Looking Back: Historical Language and Historical Memory

Our understanding of social change, our conceptions of leadership, our under- standing of the possibilities of interracial cooperation are all affected by how we remember the movement. Even much of the language that we use to discuss social issues derives from movement days. We think of the movement as a movement for “civil rights” and against “segregation.” Even those seemingly innocuous terms carry their own historical baggage.

“Segregation” became the accepted way to describe the South’s racial system among both Blacks and whites. In its denotative meaning, suggesting separation between Blacks and whites, it is not a very accurate term to describe that system. The system involved plenty of integration; it just had to be on terms acceptable to white people. Indeed, the agricultural economy of the early 20th century South probably afforded a good deal more interracial contact than the modern urban ghetto.

“White supremacy” is a more accurate description of what the system was about. “Segregation” is the way apologists for the South liked to think of it. It implies, “We’re not doing anything to Black people; we just want to keep them separate from us.” It was the most innocent face one could put on that system. When we use the term as a summary term for what was going on in the South, we are unconsciously adopting the preferred euphemism of 19th-century white supremacist leadership.

If “segregation” is a poor way to describe the problem, “integration” may not tell us much about the solution. It is not at all clear what proportion of the Black population was interested in “integration” as a general goal. African Americans have wanted access to the privileges that white people have enjoyed and have been interested in integration as a possible avenue to those privileges, but that view is different from seeing integration as important in and of itself.

Even in the 1950s, it was clear that school integration, while it would potentially put more resources into the education of Black children, also potentially meant the loss of thousands of teaching jobs for Black teachers and the destruction of schools to which Black communities often felt deeply attached, however resource-poor they were.

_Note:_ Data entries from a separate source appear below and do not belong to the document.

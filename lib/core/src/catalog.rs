use crate::{Error, Product, ProductId, Result};
use ahash::AHashMap;
use std::collections::BTreeSet;

/// In-memory product table with stable iteration order
///
/// Owns the canonical set of products for a session. Positions are stable
/// after a successful `load`, so the similarity matrix row/column order and
/// tie-breaking both follow catalog order. Lookups by id and by name are
/// index-backed; for duplicate names the first record wins.
#[derive(Debug, Clone, Default)]
pub struct Catalog {
    products: Vec<Product>,
    by_id: AHashMap<String, usize>,
    by_name: AHashMap<String, usize>,
}

impl Catalog {
    /// Build a catalog from a batch of records
    ///
    /// Fails with [`Error::EmptyCatalog`] on an empty batch; the load is
    /// atomic, so callers never observe a partially built catalog.
    pub fn load(records: Vec<Product>) -> Result<Self> {
        if records.is_empty() {
            return Err(Error::EmptyCatalog);
        }

        let mut by_id = AHashMap::with_capacity(records.len());
        let mut by_name = AHashMap::with_capacity(records.len());
        for (pos, product) in records.iter().enumerate() {
            by_id.entry(product.id.to_string()).or_insert(pos);
            by_name.entry(product.name.clone()).or_insert(pos);
        }

        Ok(Self {
            products: records,
            by_id,
            by_name,
        })
    }

    pub fn len(&self) -> usize {
        self.products.len()
    }

    pub fn is_empty(&self) -> bool {
        self.products.is_empty()
    }

    /// All products in catalog order
    pub fn products(&self) -> &[Product] {
        &self.products
    }

    /// Product at a catalog position
    pub fn get(&self, pos: usize) -> Option<&Product> {
        self.products.get(pos)
    }

    pub fn get_by_id(&self, id: &ProductId) -> Option<&Product> {
        self.position_of_id(&id.to_string())
            .and_then(|pos| self.products.get(pos))
    }

    pub fn get_by_name(&self, name: &str) -> Option<&Product> {
        self.by_name
            .get(name)
            .and_then(|&pos| self.products.get(pos))
    }

    /// Resolve a query key to a catalog position, name first, then id
    pub fn resolve(&self, key: &str) -> Result<usize> {
        self.by_name
            .get(key)
            .copied()
            .or_else(|| self.position_of_id(key))
            .ok_or_else(|| Error::ProductNotFound(key.to_string()))
    }

    fn position_of_id(&self, id: &str) -> Option<usize> {
        self.by_id.get(id).copied()
    }

    /// All product names in catalog order
    pub fn product_names(&self) -> Vec<&str> {
        self.products.iter().map(|p| p.name.as_str()).collect()
    }

    /// Distinct categories, sorted lexicographically
    pub fn categories(&self) -> Vec<String> {
        self.distinct(|p| p.category.as_deref())
    }

    /// Distinct countries, sorted lexicographically
    pub fn countries(&self) -> Vec<String> {
        self.distinct(|p| p.country.as_deref())
    }

    fn distinct<'a>(&'a self, field: impl Fn(&'a Product) -> Option<&'a str>) -> Vec<String> {
        let values: BTreeSet<&str> = self.products.iter().filter_map(field).collect();
        values.into_iter().map(String::from).collect()
    }

    /// Update a product's rating in place
    ///
    /// Ratings outside [1, 5] are rejected at the boundary. The caller is
    /// responsible for invalidating any similarity index derived from this
    /// catalog, since numeric bounds may have changed.
    pub fn set_rating(&mut self, pos: usize, rating: f64) -> Result<()> {
        if !(1.0..=5.0).contains(&rating) {
            return Err(Error::InvalidRating { value: rating });
        }
        let product = self
            .products
            .get_mut(pos)
            .ok_or_else(|| Error::ProductNotFound(pos.to_string()))?;
        product.rating = Some(rating);
        Ok(())
    }
}

#[cfg(test)]
mod tests {
    use super::*;

    fn sample() -> Vec<Product> {
        vec![
            Product::new("p1", "Espresso Machine")
                .with_category("Kitchen")
                .with_price(129.0)
                .with_rating(4.5)
                .with_country("Italy"),
            Product::new("p2", "French Press")
                .with_category("Kitchen")
                .with_price(25.0)
                .with_rating(4.0)
                .with_country("France"),
            Product::new("p3", "Desk Lamp")
                .with_category("Office")
                .with_price(24.99)
                .with_country("Italy"),
        ]
    }

    #[test]
    fn test_empty_load_fails() {
        assert!(matches!(Catalog::load(vec![]), Err(Error::EmptyCatalog)));
    }

    #[test]
    fn test_lookup_by_name_and_id() {
        let catalog = Catalog::load(sample()).unwrap();
        assert_eq!(catalog.len(), 3);

        let by_name = catalog.get_by_name("French Press").unwrap();
        assert_eq!(by_name.id.to_string(), "p2");

        let by_id = catalog.get_by_id(&ProductId::from("p3")).unwrap();
        assert_eq!(by_id.name, "Desk Lamp");

        assert!(catalog.get_by_name("Toaster").is_none());
    }

    #[test]
    fn test_resolve_prefers_name() {
        // A product whose id collides with another product's name
        let records = vec![
            Product::new("Widget", "Gadget"),
            Product::new("g2", "Widget"),
        ];
        let catalog = Catalog::load(records).unwrap();

        // "Widget" is both an id (pos 0) and a name (pos 1); name wins
        assert_eq!(catalog.resolve("Widget").unwrap(), 1);
        assert_eq!(catalog.resolve("g2").unwrap(), 1);
        assert!(matches!(
            catalog.resolve("nope"),
            Err(Error::ProductNotFound(_))
        ));
    }

    #[test]
    fn test_duplicate_name_first_match_wins() {
        let records = vec![
            Product::new("a", "Same Name").with_price(1.0),
            Product::new("b", "Same Name").with_price(2.0),
        ];
        let catalog = Catalog::load(records).unwrap();
        assert_eq!(catalog.get_by_name("Same Name").unwrap().id.to_string(), "a");
    }

    #[test]
    fn test_distinct_values_sorted() {
        let catalog = Catalog::load(sample()).unwrap();
        assert_eq!(catalog.categories(), vec!["Kitchen", "Office"]);
        assert_eq!(catalog.countries(), vec!["France", "Italy"]);
    }

    #[test]
    fn test_product_names_in_catalog_order() {
        let catalog = Catalog::load(sample()).unwrap();
        assert_eq!(
            catalog.product_names(),
            vec!["Espresso Machine", "French Press", "Desk Lamp"]
        );
    }

    #[test]
    fn test_set_rating_bounds() {
        let mut catalog = Catalog::load(sample()).unwrap();
        assert!(matches!(
            catalog.set_rating(0, 0.5),
            Err(Error::InvalidRating { .. })
        ));
        assert!(matches!(
            catalog.set_rating(0, 5.1),
            Err(Error::InvalidRating { .. })
        ));

        catalog.set_rating(2, 3.0).unwrap();
        assert_eq!(catalog.get(2).unwrap().rating, Some(3.0));
    }
}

There was also something potentially demeaning in the idea that Black children had to be sitting next to white children to learn.

The first Black children to integrate the schools in a given community often found themselves in a strange position, especially if they were teenagers. While some Black people thought of them as endangering themselves for the greater good of the community, others saw them as turning their backs on that community and what it had to offer. It is probably safest to say that only a segment of the Black community had anything like an ideological commitment to “integration,” while most Black people were willing to give it a try to see if it really did lead to a better life.

We might also ask how “civil rights” came to be commonly used as a summary term for the struggle of African Americans. In the late 1960s, after several civil rights bills had been passed, a certain part of white America seemed not to understand why Black Americans were still angry about their collective status. “You have your civil rights. Now what’s the problem?” In part, the problem was that “civil rights” was always a narrow way to conceptualize the larger struggle. For African Americans, the struggle has always been about forging a decent place for themselves within this society, which has been understood to involve the thorny issues of economic participation and self-assertion as well as civil rights. . . .

One hypothesis, of course, would be that “civil rights” becomes so popular precisely because it is so narrow, precisely because it does not suggest that distribution of privilege is part of the problem.

The “civil rights” language also implies the movement was about Negroes; they were the ones who did not have “civil rights.” From the viewpoint of a Septima Clark or an Ella Baker, the movement was about enriching American democracy, and those in whose name it was made were not the only ones who profited from it.


© 2006 Rowman & Littlefield Publishers Inc. Reprinted with permission from Debating the Civil Rights Movement, 1945-1968, second edition, ed. Steven F. Lawson and Charles Payne.


“Freedom Rights”

In the introduction to the Learning for Justice Hard History podcast episode on the Mississippi Freedom Summer Project, historian Hasan Kwame Jeffries talks about the difference between “freedom rights” and “civil rights.” The episode is from Season Three: The Civil Rights Movement, which is well worth listening to.

African Americans framed their primary goal as freedom for a full century after the Day of Jubilee. In the 1960s, during the height of the modern Civil Rights Movement, this universal aim found expression in the use of the term “freedom” to describe various movement elements.

Volunteers who journeyed South to test compliance with desegregation mandates in interstate travel were Freedom Riders.

The songs played at mass meetings were freedom songs. The singing group founded by SNCC activists was the Freedom Singers.

The literary journal of the movement was Freedomways. Field organizers bedded down in freedom houses. All Black political parties were freedom parties.

Agricultural cooperatives were named freedom farms. Schools designed to empower Black students were known as freedom schools. And the effort undertak- en by SNCC activists in 1964 — to break the vice grip that segregationists had on the Magnolia State — was dubbed Freedom Summer.

And yet, when we talk about this moment of struggle, we cast it solely in terms of civil rights, a term that only gained currency in the late 1950s, during the height of the Cold War, when moderate civil rights organizations, such as the NAACP, began using it to deflect and diffuse criticism that pursuing freedom was akin to pursuing Soviet communism.

But at the grassroots level, African Americans continued to talk in terms of freedom. Even more profoundly, they continued to act in ways designed to bring about freedom. And there is no clearer example of this than the 1964 Mississippi Freedom Summer Project.